In all these activities, residents lived the Light Festival. They touched, felt and reimaged the materiality of Brixton’s infrastructure — the textures or, when seen up close, minute landscapes of tar, concrete, plaster, peeling paint and face brick walls. This experience transported them into a creative world in which worries about the country’s infrastructure receded.  

Just two days before the planned market and light procession, news of the horrific inner-city fire punctured this world. The staggering number of lives lost, people injured or missing, and homes and belongings destroyed at 80 Albert Street, followed by reports of xenophobic political rhetoric brought a strong message home that all is not well in Johannesburg. 

Could the festival go ahead, celebrating artists’ skilful beaming and filtering of light onto the city’s iconic infrastructure as planned for 2 September, when neglect of infrastructure and seemingly wilful disrespect of the potential danger of fire or light had caused such tragedy? 

The inner-city fire dominated the media and continues to do so. Critical analysts compare it to the Marikana massacre, a tragic moment that would change the public discourse and political landscape of South Africa. As hard evidence emerges, links are made to the dysfunctionality and irresponsibility of state institutions, the tentacles of criminal syndicates, the breakdown of structures of accountability and collapse of infrastructure. These realities resonate with Brixton. They have seemingly shaped many of its streets and have long dominated the community chats. 

Brixton has its share of “hijacked” buildings. Rent-paying occupants are seen evicted onto pavements with accounts that armed hijackers install new and more lucrative numbers of tenants. Some of Brixton’s densification occurs in this unplanned “hijacked” fashion. With notable exceptions, actual as well as fraudulent landlords subdivide buildings with impunity with no regard for safety or for the capacity of the neighbourhood’s infrastructure. It is generally assumed that when reported to the police or building inspector, complaints are not investigated. 

Several waves of xenophobia have swept through Brixton since the frightful attacks of 2008. The Brixton Community Forum has tried to push back against xenophobic mobilisation but could not prevent the anti-foreigner Operation Dudula from opening a Brixton branch in 2022. 

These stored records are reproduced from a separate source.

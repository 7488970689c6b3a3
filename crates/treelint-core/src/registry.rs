//! Rule catalog and the resolution of the active rule set.
//!
//! The catalog is ordered once, when the registry is built: a topological
//! sort of the run-after graph over every loaded rule, ties broken by
//! catalog order. Resolving a configuration then only filters that order,
//! so constraints hold among active rules and constraints against disabled
//! rules still fix the relative order of the rules around them.

use std::collections::{BTreeSet, HashMap};

use tracing::{debug, warn};

use crate::config::property::RuleExecution;
use crate::config::scope::EffectiveConfig;
use crate::error::ConfigurationError;
use crate::rule::{RuleDescriptor, RuleId, RuleProvider, RuleStatus, RunAfterMode};
use crate::types::Severity;

/// Validated, ordered rule catalog.
#[derive(Debug, Clone)]
pub struct RuleRegistry {
    ordered: Vec<RuleProvider>,
    index: HashMap<RuleId, usize>,
}

impl RuleRegistry {
    /// Validates ids and orders the catalog.
    ///
    /// # Errors
    ///
    /// Fails on a malformed or duplicate id, or a run-after cycle.
    pub fn new(providers: Vec<RuleProvider>) -> Result<Self, ConfigurationError> {
        let mut catalog_index = HashMap::with_capacity(providers.len());
        for (i, provider) in providers.iter().enumerate() {
            provider.id().validate()?;
            if catalog_index.insert(provider.id().clone(), i).is_some() {
                return Err(ConfigurationError::DuplicateRuleId(provider.id().clone()));
            }
        }

        let order = topological_order(&providers, &catalog_index)?;
        let ordered: Vec<RuleProvider> = order.into_iter().map(|i| providers[i].clone()).collect();
        let index = ordered
            .iter()
            .enumerate()
            .map(|(i, p)| (p.id().clone(), i))
            .collect();

        Ok(Self { ordered, index })
    }

    /// Returns every loaded provider in execution order.
    #[must_use]
    pub fn providers(&self) -> &[RuleProvider] {
        &self.ordered
    }

    /// Returns the provider of a rule, if loaded.
    #[must_use]
    pub fn get(&self, id: &RuleId) -> Option<&RuleProvider> {
        self.index.get(id).map(|&i| &self.ordered[i])
    }

    /// Returns true if no rule is loaded.
    #[must_use]
    pub fn is_empty(&self) -> bool {
        self.ordered.is_empty()
    }

    /// Selects and orders the rules that run under `config`.
    #[must_use]
    pub fn resolve(&self, config: &EffectiveConfig) -> ActiveRuleSet {
        let experimental = config.experimental_enabled();
        let mut enabled: Vec<bool> = self
            .ordered
            .iter()
            .map(|p| is_enabled(p.descriptor(), config, experimental))
            .collect();

        // Dependencies precede dependents, so one pass cascades.
        for i in 0..self.ordered.len() {
            if !enabled[i] {
                continue;
            }
            let descriptor = self.ordered[i].descriptor();
            let missing = descriptor
                .run_after
                .iter()
                .filter(|r| r.mode == RunAfterMode::OnlyWhenLoadedAndEnabled)
                .find(|r| !self.index.get(&r.rule_id).is_some_and(|&j| enabled[j]));
            if let Some(run_after) = missing {
                warn!(
                    "Skipping rule {}: it runs after {}, which is not loaded or not enabled",
                    descriptor.id, run_after.rule_id
                );
                enabled[i] = false;
            }
        }

        let rules = self
            .ordered
            .iter()
            .zip(enabled)
            .filter(|(_, on)| *on)
            .map(|(provider, _)| {
                let descriptor = provider.descriptor();
                let severity = config
                    .rule_severity(&descriptor.id)
                    .unwrap_or(descriptor.default_severity);
                ActiveRule {
                    provider: provider.clone(),
                    severity,
                }
            })
            .collect();

        ActiveRuleSet { rules }
    }
}

fn is_enabled(descriptor: &RuleDescriptor, config: &EffectiveConfig, experimental: bool) -> bool {
    let id = &descriptor.id;
    if let Some(execution) = config.rule_execution(&id.execution_key()) {
        debug!("Rule {} is {} by configuration", id, execution.as_str());
        return execution == RuleExecution::Enabled;
    }
    if config.rule_execution(&id.rule_set_execution_key()) == Some(RuleExecution::Disabled) {
        debug!("Rule {} is disabled with its rule set", id);
        return false;
    }
    match descriptor.status {
        RuleStatus::Stable => true,
        RuleStatus::Experimental => {
            if !experimental {
                debug!("Skipping experimental rule {}", id);
            }
            experimental
        }
    }
}

/// Kahn's algorithm, always picking the lowest catalog index available.
fn topological_order(
    providers: &[RuleProvider],
    catalog_index: &HashMap<RuleId, usize>,
) -> Result<Vec<usize>, ConfigurationError> {
    let n = providers.len();
    let mut dependents: Vec<Vec<usize>> = vec![Vec::new(); n];
    let mut in_degree = vec![0usize; n];

    for (i, provider) in providers.iter().enumerate() {
        for run_after in &provider.descriptor().run_after {
            // Constraints on rules that are not loaded impose no order.
            if let Some(&j) = catalog_index.get(&run_after.rule_id) {
                dependents[j].push(i);
                in_degree[i] += 1;
            }
        }
    }

    let mut ready: BTreeSet<usize> = (0..n).filter(|&i| in_degree[i] == 0).collect();
    let mut order = Vec::with_capacity(n);
    while let Some(i) = ready.pop_first() {
        order.push(i);
        for &d in &dependents[i] {
            in_degree[d] -= 1;
            if in_degree[d] == 0 {
                ready.insert(d);
            }
        }
    }

    if order.len() < n {
        let rules = (0..n)
            .filter(|&i| in_degree[i] > 0)
            .map(|i| providers[i].id().clone())
            .collect();
        return Err(ConfigurationError::CyclicRunAfter { rules });
    }
    Ok(order)
}

/// A rule selected to run, with its effective severity.
#[derive(Debug, Clone)]
pub struct ActiveRule {
    /// Factory of the rule.
    pub provider: RuleProvider,
    /// Severity of its violations.
    pub severity: Severity,
}

impl ActiveRule {
    /// Returns the rule id.
    #[must_use]
    pub fn id(&self) -> &RuleId {
        self.provider.id()
    }

    /// Returns the rule descriptor.
    #[must_use]
    pub fn descriptor(&self) -> &RuleDescriptor {
        self.provider.descriptor()
    }
}

/// The rules of one run, in execution order.
#[derive(Debug, Clone, Default)]
pub struct ActiveRuleSet {
    rules: Vec<ActiveRule>,
}

impl ActiveRuleSet {
    /// Returns the rules in execution order.
    #[must_use]
    pub fn rules(&self) -> &[ActiveRule] {
        &self.rules
    }

    /// Returns the rule ids in execution order.
    #[must_use]
    pub fn ids(&self) -> Vec<&RuleId> {
        self.rules.iter().map(ActiveRule::id).collect()
    }

    /// Returns true if the rule is active.
    #[must_use]
    pub fn contains(&self, id: &RuleId) -> bool {
        self.rules.iter().any(|r| r.id() == id)
    }

    /// Returns the number of active rules.
    #[must_use]
    pub fn len(&self) -> usize {
        self.rules.len()
    }

    /// Returns true if no rule is active.
    #[must_use]
    pub fn is_empty(&self) -> bool {
        self.rules.is_empty()
    }
}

The market and procession, highlight of the Brixton Light Festival, went ahead as planned, bringing the community and crowds of visitors into a warm embrace. Though not noticed by everyone gathered in Kingston Frost Park, the festivities opened with a quiet tribute to those affected by the inner-city fire before an awe-filled mass began its procession through the ordinary streets of Brixton. Raised cell phones reached for vantage points to capture 25 well-rehearsed performances involving a wide diversity of adults, youths and children. 

Music, vocals, dance and pantomime transformed and activated intersections, entrances and façades of shops as well as residential doorways, garages, windows and roofs. Locally crafted sailing boats fastened to hardhats worn by children bobbed up and down across the watershed-themed tar. The bright yellow front of a pawnshop formed the stage for two local singers, and an ordinary barbershop lit from inside made for a stunning display. 

As during the Light Festival of 2022, Sentech Tower came to life in elegant patterns, red and blue light amplified the classical shapes of the water tower, and the once-conservative NG Kerk formed a stage of multicoloured light for a pounding metal band. These features of the Brixton Light Festival hold two messages for the juncture South Africa finds itself at. One is care and love for the infrastructure residents collectively depend on, the other is a seemingly unlikely embrace across barriers. 

If the open procession in this bottom-up and equalising festival could sweep office bearers and decision-makers into its human mass of awe-filled sensory stimulation and celebration, there is hope for a better South Africa. 

Marie Huchzermeyer teaches in the School of Architecture and Planning at the University of the Witwatersrand and lives in Brixton.